Flood Pamela, Dexter Franklin, Ledolter Johannes, Dutton Richard P
From the *Department of Anesthesiology, Stanford University, Stanford, California; †Division of Management Consulting, Department of Anesthesia, and ‡Department of Management Sciences, University of Iowa, Iowa City, Iowa; and §Anesthesia Quality Institute, Schaumburg, Illinois.
Anesth Analg. 2015 Nov;121(5):1283-9. doi: 10.1213/ANE.0000000000000897.
Variability in the mean durations of labor analgesia for vaginal delivery among hospitals is unknown. Such differences in means among hospitals would influence appropriate equitable fee-for-service payment to US anesthesia groups. Equitable payment is the foundational principle of relative value unit payment, which, for anesthesia in the United States, means use of the American Society of Anesthesiologist's Relative Value Guide.
We analyzed data from the American Society of Anesthesiologists' Anesthesia Quality Institute to test whether there are large differences in mean durations of labor analgesia for vaginal delivery among US hospitals. We choose the statistical methodology for that analysis using detailed data from 2 individual hospitals. Analyses of the means were performed for the 172 hospitals reporting a total of at least 200 durations; having no greater than 5.0% of durations 1.0 hour or less; and at least 5 four-week periods each having a mean of at least one epidural every couple of days. The 172 hospitals provided for n = 5671 combinations of hospital and 4-week period and 551,707 labor epidurals, with an overall mean duration of 6.12 hours (SE, 0.001 hour).
55.2% of the 172 hospitals had mean durations of labor analgesia for vaginal delivery that each differed (P < 0.001) from the overall mean. Among those 55.2% were the 9.9% of hospitals with means ≤5.12 hours. Those mean durations on the low end ranged from 2.68 (SE, 0.17) to 5.10 (SE, 0.07) hours. Also, among the 55.2% were the 12.2% of hospitals with means ≥7.12 hours. Those mean durations at the high end ranged from 7.13 (SE, 0.08) to 12.03 (SE, 0.23) hours. The heterogeneity in the mean durations among hospitals would have been greater had the inclusion criteria not been applied.

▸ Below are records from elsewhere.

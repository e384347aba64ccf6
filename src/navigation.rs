use serde::{Deserialize, Serialize};
use std::collections::BTreeMap;
use ts_rs::TS;

use crate::{access::normalize_path, role::Role};

/// NavIcon
///
/// Symbolic icon keys. The presentation layer maps each to a concrete asset;
/// nothing here depends on a rendering framework.
#[derive(Debug, Clone, Copy, PartialEq, Eq, Hash, Serialize, Deserialize, TS)]
#[serde(rename_all = "snake_case")]
#[ts(export)]
pub enum NavIcon {
    Home,
    Bell,
    Activity,
    Building,
    PieChart,
    Calendar,
    Hand,
    Mail,
    Users,
    Settings,
    Briefcase,
    Plus,
}

/// Audience
///
/// Visibility predicate of a navigation entry.
#[derive(Debug, Clone, PartialEq, Eq)]
pub enum Audience {
    Everyone,
    AtLeast(Role),
    Only(Vec<Role>),
}

impl Audience {
    pub fn includes(&self, role: Role) -> bool {
        match self {
            Audience::Everyone => true,
            Audience::AtLeast(required) => role.at_least(*required),
            Audience::Only(roles) => roles.contains(&role),
        }
    }
}

/// NavEntry
///
/// A static menu item. Entries with children are group headers: they carry no
/// route of their own, and each child is route-guarded on its own.
#[derive(Debug, Clone, PartialEq, Eq)]
pub struct NavEntry {
    pub label: String,
    pub route: Option<String>,
    pub icon: Option<NavIcon>,
    pub badge: Option<String>,
    pub primary: bool,
    pub audience: Audience,
    pub children: Vec<NavEntry>,
}

impl NavEntry {
    pub fn link(label: &str, route: &str) -> Self {
        Self {
            label: label.to_string(),
            route: Some(normalize_path(route)),
            icon: None,
            badge: None,
            primary: false,
            audience: Audience::Everyone,
            children: Vec::new(),
        }
    }

    pub fn group(label: &str, children: Vec<NavEntry>) -> Self {
        Self {
            label: label.to_string(),
            route: None,
            icon: None,
            badge: None,
            primary: false,
            audience: Audience::Everyone,
            children,
        }
    }

    pub fn icon(mut self, icon: NavIcon) -> Self {
        self.icon = Some(icon);
        self
    }

    pub fn badge(mut self, badge: &str) -> Self {
        self.badge = Some(badge.to_string());
        self
    }

    pub fn primary(mut self) -> Self {
        self.primary = true;
        self
    }

    pub fn visible_to(mut self, audience: Audience) -> Self {
        self.audience = audience;
        self
    }

    pub fn is_group(&self) -> bool {
        !self.children.is_empty()
    }
}

/// NavigationTable
///
/// One complete entry list per role. A role's list is used wholesale; lists
/// are never merged across roles. Roles without a list (`Guest` in the
/// canonical table) get an empty menu.
#[derive(Debug, Clone, Default)]
pub struct NavigationTable {
    variants: BTreeMap<Role, Vec<NavEntry>>,
}

impl NavigationTable {
    pub fn new() -> Self {
        Self::default()
    }

    pub fn with_variant(mut self, role: Role, entries: Vec<NavEntry>) -> Self {
        self.variants.insert(role, entries);
        self
    }

    pub fn variant(&self, role: Role) -> &[NavEntry] {
        self.variants.get(&role).map(Vec::as_slice).unwrap_or(&[])
    }

    /// canonical
    ///
    /// The application's sidebar menus.
    pub fn canonical() -> Self {
        let mut org_admin = vec![my_organizations()];
        org_admin.extend(volunteer_entries());
        org_admin.push(organization_admin());

        Self::new()
            .with_variant(Role::User, volunteer_entries())
            .with_variant(Role::OrgAdmin, org_admin)
            .with_variant(Role::SystemAdmin, system_admin_entries())
    }
}

// --- Canonical Menus ---

/// The volunteer menu, shared by `user` and `org_admin`.
fn volunteer_entries() -> Vec<NavEntry> {
    vec![
        NavEntry::link("Home", "/dashboard").icon(NavIcon::Home),
        NavEntry::link("Notifications", "/notifications")
            .icon(NavIcon::Bell)
            .badge("3"),
        NavEntry::link("Volunteer", "/volunteer")
            .icon(NavIcon::Hand)
            .primary(),
        // Org admins manage opportunities from their admin group instead.
        NavEntry::link("My Opportunities", "/my-opportunities")
            .icon(NavIcon::Briefcase)
            .visible_to(Audience::Only(vec![Role::User])),
        NavEntry::link("My Registrations", "/my-registrations").icon(NavIcon::Calendar),
        NavEntry::link("Activity", "/activity").icon(NavIcon::Activity),
        NavEntry::link("Nonprofits", "/nonprofits").icon(NavIcon::Building),
        NavEntry::link("Causes", "/causes").icon(NavIcon::PieChart),
    ]
}

fn my_organizations() -> NavEntry {
    NavEntry::group(
        "My Organizations",
        vec![
            NavEntry::link("Community Helpers", "/organizations/community-helpers"),
            NavEntry::link("City Food Bank", "/organizations/city-food-bank"),
            NavEntry::link("Add Organization", "/create-organization").icon(NavIcon::Plus),
        ],
    )
    .icon(NavIcon::Building)
}

fn organization_admin() -> NavEntry {
    NavEntry::group(
        "Organization Admin",
        vec![
            NavEntry::link("Org Dashboard", "/admin").icon(NavIcon::Settings),
            NavEntry::link("Volunteers", "/admin/org/volunteers").icon(NavIcon::Users),
            NavEntry::link("Opportunities", "/admin/org/opportunities").icon(NavIcon::Briefcase),
            NavEntry::link("Organization", "/admin/org/organization").icon(NavIcon::Building),
        ],
    )
    .icon(NavIcon::Settings)
    .visible_to(Audience::AtLeast(Role::OrgAdmin))
}

fn system_admin_entries() -> Vec<NavEntry> {
    vec![
        NavEntry::link("Admin Dashboard", "/admin/system").icon(NavIcon::Home),
        NavEntry::link("Manage Users", "/admin/system/users").icon(NavIcon::Users),
        NavEntry::link("Manage Organizations", "/admin/system/organizations")
            .icon(NavIcon::Building),
        NavEntry::link("Manage Opportunities", "/admin/system/opportunities")
            .icon(NavIcon::Calendar),
        NavEntry::link("Settings", "/admin/system/settings").icon(NavIcon::Settings),
    ]
}

// --- Resolved Output ---

/// ResolvedEntry
///
/// A menu item ready to draw. `active` is set on the entry matching the
/// current route, and on a group when one of its children matches, so the
/// renderer can expand and highlight it.
#[derive(Debug, Clone, PartialEq, Eq, Serialize, Deserialize, TS)]
#[ts(export)]
pub struct ResolvedEntry {
    pub label: String,
    #[serde(skip_serializing_if = "Option::is_none")]
    pub route: Option<String>,
    #[serde(skip_serializing_if = "Option::is_none")]
    pub icon: Option<NavIcon>,
    #[serde(skip_serializing_if = "Option::is_none")]
    pub badge: Option<String>,
    pub primary: bool,
    pub active: bool,
    #[serde(default, skip_serializing_if = "Vec::is_empty")]
    pub children: Vec<ResolvedEntry>,
}

/// NavigationTree
///
/// The ordered top-level entries for one role.
#[derive(Debug, Clone, PartialEq, Eq, Serialize, Deserialize, TS)]
#[ts(export)]
pub struct NavigationTree {
    pub role: Role,
    pub entries: Vec<ResolvedEntry>,
}

impl NavigationTree {
    pub fn is_empty(&self) -> bool {
        self.entries.is_empty()
    }

    pub fn len(&self) -> usize {
        self.entries.len()
    }

    pub fn labels(&self) -> Vec<&str> {
        self.entries.iter().map(|e| e.label.as_str()).collect()
    }

    /// Label path to the active leaf, e.g. `["Organization Admin", "Volunteers"]`.
    pub fn find_active(&self) -> Option<Vec<&str>> {
        for entry in self.entries.iter().filter(|e| e.active) {
            if entry.children.is_empty() {
                return Some(vec![entry.label.as_str()]);
            }
            if let Some(child) = entry.children.iter().find(|c| c.active) {
                return Some(vec![entry.label.as_str(), child.label.as_str()]);
            }
        }
        None
    }

    /// Every leaf target, in menu order.
    pub fn flatten(&self) -> Vec<&str> {
        self.entries
            .iter()
            .flat_map(|e| {
                e.route
                    .as_deref()
                    .into_iter()
                    .chain(e.children.iter().filter_map(|c| c.route.as_deref()))
            })
            .collect()
    }
}

/// resolve_navigation
///
/// Produces the menu for `role` with the entry for `current_path` marked
/// active. Pure; call again on every route or session change.
pub fn resolve_navigation(role: Role, current_path: &str, table: &NavigationTable) -> NavigationTree {
    let current = normalize_path(current_path);
    let entries: Vec<ResolvedEntry> = table
        .variant(role)
        .iter()
        .filter_map(|entry| resolve_entry(entry, role, &current))
        .collect();

    tracing::debug!(role = %role, path = %current, entries = entries.len(), "navigation resolved");
    NavigationTree { role, entries }
}

fn resolve_entry(entry: &NavEntry, role: Role, current: &str) -> Option<ResolvedEntry> {
    if !entry.audience.includes(role) {
        return None;
    }

    let children: Vec<ResolvedEntry> = entry
        .children
        .iter()
        .filter_map(|child| resolve_entry(child, role, current))
        .collect();

    // A group whose children were all filtered out has nothing to show.
    if entry.is_group() && children.is_empty() {
        return None;
    }

    let active = if entry.is_group() {
        children.iter().any(|c| c.active)
    } else {
        entry.route.as_deref() == Some(current)
    };

    Some(ResolvedEntry {
        label: entry.label.clone(),
        route: if entry.is_group() { None } else { entry.route.clone() },
        icon: entry.icon,
        badge: entry.badge.clone(),
        primary: entry.primary,
        active,
        children,
    })
}

// --- Breadcrumbs ---

/// Breadcrumb
#[derive(Debug, Clone, PartialEq, Eq, Serialize, Deserialize, TS)]
#[ts(export)]
pub struct Breadcrumb {
    pub label: String,
    pub path: String,
}

/// breadcrumbs
///
/// `/admin/system/manage-users` ->
/// Home `/`, Admin `/admin`, System `/admin/system`, Manage Users `/admin/system/manage-users`.
pub fn breadcrumbs(path: &str) -> Vec<Breadcrumb> {
    let normalized = normalize_path(path);
    let mut crumbs = vec![Breadcrumb {
        label: "Home".to_string(),
        path: "/".to_string(),
    }];

    let mut current = String::new();
    for segment in normalized.split('/').filter(|s| !s.is_empty()) {
        current.push('/');
        current.push_str(segment);
        crumbs.push(Breadcrumb {
            label: title_case(segment),
            path: current.clone(),
        });
    }
    crumbs
}

/// Title of the page: the last breadcrumb's label.
pub fn page_title(crumbs: &[Breadcrumb]) -> &str {
    crumbs.last().map_or("Dashboard", |c| c.label.as_str())
}

fn title_case(segment: &str) -> String {
    segment
        .split('-')
        .map(|word| {
            let mut chars = word.chars();
            match chars.next() {
                Some(first) => first.to_uppercase().chain(chars).collect::<String>(),
                None => String::new(),
            }
        })
        .collect::<Vec<_>>()
        .join(" ")
}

Our results show that the number of labor epidurals alone is not a valid measure to quantify obstetrical anesthesia productivity. In addition, payment to US anesthesia groups for labor analgesia based solely on the number of labor epidurals initiated is not equitable. Previous work showed lack of validity and equality of payment based on face-to-face time with the patient (i.e., like a surgical anesthetic). The use of base and time units, with one time unit per hour, is a suitable payment system.
各医院阴道分娩时分娩镇痛的平均持续时间差异尚不清楚。医院之间的这种均值差异会影响美国麻醉团队合理的公平按服务付费。公平付费是相对价值单位付费的基本原则,在美国,这意味着使用美国麻醉医师协会的相对价值指南。
我们分析了美国麻醉医师协会麻醉质量研究所的数据,以测试美国各医院阴道分娩时分娩镇痛的平均持续时间是否存在显著差异。我们使用来自两家医院的详细数据选择该分析的统计方法。对报告了至少200次持续时间的172家医院进行了均值分析;持续时间为1.0小时或更短的比例不超过5.0%;并且至少有5个四周时间段,每个时间段平均每两天至少有一次硬膜外麻醉。这172家医院提供了n = 5671个医院与四周时间段的组合以及551,707次分娩硬膜外麻醉,总体平均持续时间为6.12小时(标准误,0.001小时)。
172家医院中有55.2%的医院阴道分娩时分娩镇痛的平均持续时间与总体均值存在差异(P < 0.001)。在这55.2%的医院中,有9.9%的医院均值≤5.12小时。这些低端均值范围为2.68(标准误,0.17)至5.10(标准误,0.07)小时。此外,在这55.2%的医院中,有12.2%的医院均值≥7.12小时。这些高端均值范围为7.13(标准误,0.08)至12.03(标准误,0.23)小时。若未应用纳入标准,医院间平均持续时间的异质性会更大。
我们的结果表明,仅分娩硬膜外麻醉的次数并非量化产科麻醉生产力的有效指标。此外,仅基于开始的分娩硬膜外麻醉次数向美国麻醉团队支付分娩镇痛费用是不公平的。先前的研究表明,基于与患者面对面的时间(即类似于外科麻醉)进行付费缺乏有效性和平等性。使用基础单位和时间单位,每小时一个时间单位,是一种合适的付费系统。